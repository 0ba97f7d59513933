use thiserror::Error;

#[derive(Debug, Error)]
pub enum ManifestFetchError {
    #[error("清单地址非法: {0}")]
    Url(#[from] url::ParseError),

    #[error("请求文件清单失败: {0}")]
    Request(#[from] reqwest::Error),

    #[error("文件清单请求返回异常状态 {status}: {body}")]
    Status { status: u16, body: String },

    #[error("文件清单解析失败: {0}")]
    Decode(#[source] reqwest::Error),
}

=====

▶ _EXERCISE DIRECTIONS_
Wherever a line above contains "from", copy that line.

▶ _OUTPUT FOR THIS TASK_
    Url(#[from] url::ParseError),
    Request(#[from] reqwest::Error),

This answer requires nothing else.